Nothing in the records should be left out; transcribe them exactly.
Start of Task inputs
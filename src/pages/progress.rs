use actix_web::{get, post, web, HttpResponse, Responder};
use chrono::{Datelike as _, Local};
use rust_decimal::Decimal;
use sea_orm::{ActiveValue::{Set, Unchanged}, ColumnTrait, DatabaseConnection, EntityTrait, QueryFilter};
use serde::{Deserialize, Serialize};
use serde_json::json;
use tracing::info;
use uuid::Uuid;

use crate::{
    auth::Admin,
    entity::{daily_progress, prelude::*, user},
    payroll::{
        calendar::{days_in_month, per_day_percent, validate_period},
        group::group_average,
        progress::{self, DailyInput},
        settings::{load_overrides, PayrollSettings},
        PayrollError,
    },
};

use model::*;

mod model;

pub(super) fn config(cfg: &mut web::ServiceConfig) {
    cfg
        .service(preview_progress)
        .service(save_progress)
        .service(team_average)
        .service(calendar);
}

#[post("/preview")]
async fn preview_progress(db: web::Data<DatabaseConnection>, _admin: Admin, payload: web::Json<DailyInput>) -> Result<impl Responder, PayrollError> {
    validate_period(payload.date.month(), payload.date.year())?;

    let settings = PayrollSettings::load(db.get_ref()).await?;
    let overrides = load_overrides(db.get_ref(), payload.customer_ids()).await?;

    let result = progress::calculate_daily_progress(&payload, &settings, &overrides)?;

    Ok(web::Json(result))
}

#[post("")]
async fn save_progress(db: web::Data<DatabaseConnection>, admin: Admin, payload: web::Json<SaveProgress>) -> Result<HttpResponse, PayrollError> {
    let SaveProgress { user_id, notes, input } = payload.into_inner();

    validate_period(input.date.month(), input.date.year())?;

    let Ok(tickets_missed) = i32::try_from(input.tickets_missed) else {
        return Err(PayrollError::Validation("tickets_missed is too large".to_owned()));
    };

    let Some(_) = User::find_by_id(user_id).one(db.get_ref()).await? else {
        return Err(PayrollError::Validation(format!("unknown user {user_id}")));
    };

    let settings = PayrollSettings::load(db.get_ref()).await?;
    let overrides = load_overrides(db.get_ref(), input.customer_ids()).await?;
    let result = progress::calculate_daily_progress(&input, &settings, &overrides)?;

    let existing = DailyProgress::find()
        .filter(daily_progress::Column::UserId.eq(user_id))
        .filter(daily_progress::Column::Date.eq(input.date))
        .one(db.get_ref()).await?;

    let now = Local::now().fixed_offset();

    match existing {
        Some(entry) => {
            let model = DailyProgress::update(daily_progress::ActiveModel {
                id: Unchanged(entry.id),
                updated_at: Set(now),
                updated_by: Set(Some(admin.id)),
                tickets_missed: Set(tickets_missed),
                groups_status: Set(json!(input.groups)),
                is_missed: Set(input.is_missed),
                is_overtime: Set(input.is_overtime),
                progress_percent: Set(result.progress_percent),
                notes: Set(notes),
                customer_id: Set(input.customer_id),
                ..Default::default()
            }).exec(db.get_ref()).await?;

            info!(%user_id, date = %input.date, progress = %model.progress_percent, "Updated daily progress");

            Ok(HttpResponse::Ok().json(web::Json(model)))
        },
        None => {
            let model = DailyProgress::insert(daily_progress::ActiveModel {
                created_at: Set(now),
                updated_at: Set(now),
                created_by: Set(Some(admin.id)),
                updated_by: Set(Some(admin.id)),
                user_id: Set(user_id),
                date: Set(input.date),
                tickets_missed: Set(tickets_missed),
                groups_status: Set(json!(input.groups)),
                is_missed: Set(input.is_missed),
                is_overtime: Set(input.is_overtime),
                progress_percent: Set(result.progress_percent),
                notes: Set(notes),
                customer_id: Set(input.customer_id),
                ..Default::default()
            }).exec_with_returning(db.get_ref()).await?;

            info!(%user_id, date = %input.date, progress = %model.progress_percent, "Recorded daily progress");

            Ok(HttpResponse::Created().json(web::Json(model)))
        },
    }
}

#[get("/team/{team_id}/{year}/{month}")]
async fn team_average(
    db: web::Data<DatabaseConnection>,
    _admin: Admin,
    path: web::Path<(Uuid, i32, u32)>,
) -> Result<impl Responder, PayrollError> {
    let (team_id, year, month) = path.into_inner();

    validate_period(month, year)?;

    let average = group_average(db.get_ref(), team_id, month, year).await?;

    Ok(web::Json(TeamAverage { team_id, month, year, average }))
}

#[get("/calendar/{year}/{month}")]
async fn calendar(_user: user::Model, path: web::Path<(i32, u32)>) -> Result<impl Responder, PayrollError> {
    let (year, month) = path.into_inner();

    validate_period(month, year)?;

    Ok(web::Json(CalendarInfo {
        month,
        year,
        days_in_month: days_in_month(month, year),
        per_day_percent: per_day_percent(month, year),
    }))
}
End of Task inputs
Response to the task:
filename src/pages/progress.rs
use actix_web::{get, post, web, HttpResponse, Responder};
use chrono::{Datelike as _, Local};
use rust_decimal::Decimal;
use sea_orm::{ActiveValue::{Set, Unchanged}, ColumnTrait, DatabaseConnection, EntityTrait, QueryFilter};
use serde::{Deserialize, Serialize};
use serde_json::json;
use tracing::info;
use uuid::Uuid;

use crate::{
    auth::Admin,
    entity::{daily_progress, prelude::*, user},
    payroll::{
        calendar::{days_in_month, per_day_percent, validate_period},
        group::group_average,
        progress::{self, DailyInput},
        settings::{load_overrides, PayrollSettings},
        PayrollError,
    },
};

use model::*;

mod model;

pub(super) fn config(cfg: &mut web::ServiceConfig) {
    cfg
        .service(preview_progress)
        .service(save_progress)
        .service(team_average)
        .service(calendar);
}

#[post("/preview")]
async fn preview_progress(db: web::Data<DatabaseConnection>, _admin: Admin, payload: web::Json<DailyInput>) -> Result<impl Responder, PayrollError> {
    validate_period(payload.date.month(), payload.date.year())?;

    let settings = PayrollSettings::load(db.get_ref()).await?;
    let overrides = load_overrides(db.get_ref(), payload.customer_ids()).await?;

    let result = progress::calculate_daily_progress(&payload, &settings, &overrides)?;

    Ok(web::Json(result))
}

#[post("")]
async fn save_progress(db: web::Data<DatabaseConnection>, admin: Admin, payload: web::Json<SaveProgress>) -> Result<HttpResponse, PayrollError> {
    let SaveProgress { user_id, notes, input } = payload.into_inner();

    validate_period(input.date.month(), input.date.year())?;

    let Ok(tickets_missed) = i32::try_from(input.tickets_missed) else {
        return Err(PayrollError::Validation("tickets_missed is too large".to_owned()));
    };

    let Some(_) = User::find_by_id(user_id).one(db.get_ref()).await? else {
        return Err(PayrollError::Validation(format!("unknown user {user_id}")));
    };

    let settings = PayrollSettings::load(db.get_ref()).await?;
    let overrides = load_overrides(db.get_ref(), input.customer_ids()).await?;
    let result = progress::calculate_daily_progress(&input, &settings, &overrides)?;

    let existing = DailyProgress::find()
        .filter(daily_progress::Column::UserId.eq(user_id))
        .filter(daily_progress::Column::Date.eq(input.date))
        .one(db.get_ref()).await?;

    let now = Local::now().fixed_offset();

    match existing {
        Some(entry) => {
            let model = DailyProgress::update(daily_progress::ActiveModel {
                id: Unchanged(entry.id),
                updated_at: Set(now),
                updated_by: Set(Some(admin.id)),
                tickets_missed: Set(tickets_missed),
                groups_status: Set(json!(input.groups)),
                is_missed: Set(input.is_missed),
                is_overtime: Set(input.is_overtime),
                progress_percent: Set(result.progress_percent),
                notes: Set(notes),
                customer_id: Set(input.customer_id),
                ..Default::default()
            }).exec(db.get_ref()).await?;

            info!(%user_id, date = %input.date, progress = %model.progress_percent, "Updated daily progress");

            Ok(HttpResponse::Ok().json(web::Json(model)))
        },
        None => {
            let model = DailyProgress::insert(daily_progress::ActiveModel {
                created_at: Set(now),
                updated_at: Set(now),
                created_by: Set(Some(admin.id)),
                updated_by: Set(Some(admin.id)),
                user_id: Set(user_id),
                date: Set(input.date),
                tickets_missed: Set(tickets_missed),
                groups_status: Set(json!(input.groups)),
                is_missed: Set(input.is_missed),
                is_overtime: Set(input.is_overtime),
                progress_percent: Set(result.progress_percent),
                notes: Set(notes),
                customer_id: Set(input.customer_id),
                ..Default::default()
            }).exec_with_returning(db.get_ref()).await?;

            info!(%user_id, date = %input.date, progress = %model.progress_percent, "Recorded daily progress");

            Ok(HttpResponse::Created().json(web::Json(model)))
        },
    }
}

#[get("/team/{team_id}/{year}/{month}")]
async fn team_average(
    db: web::Data<DatabaseConnection>,
    _admin: Admin,
    path: web::Path<(Uuid, i32, u32)>,
) -> Result<impl Responder, PayrollError> {
    let (team_id, year, month) = path.into_inner();

    validate_period(month, year)?;

    let average = group_average(db.get_ref(), team_id, month, year).await?;

    Ok(web::Json(TeamAverage { team_id, month, year, average }))
}

#[get("/calendar/{year}/{month}")]
async fn calendar(_user: user::Model, path: web::Path<(i32, u32)>) -> Result<impl Responder, PayrollError> {
    let (year, month) = path.into_inner();

    validate_period(month, year)?;

    Ok(web::Json(CalendarInfo {
        month,
        year,
        days_in_month: days_in_month(month, year),
        per_day_percent: per_day_percent(month, year),
    }))
}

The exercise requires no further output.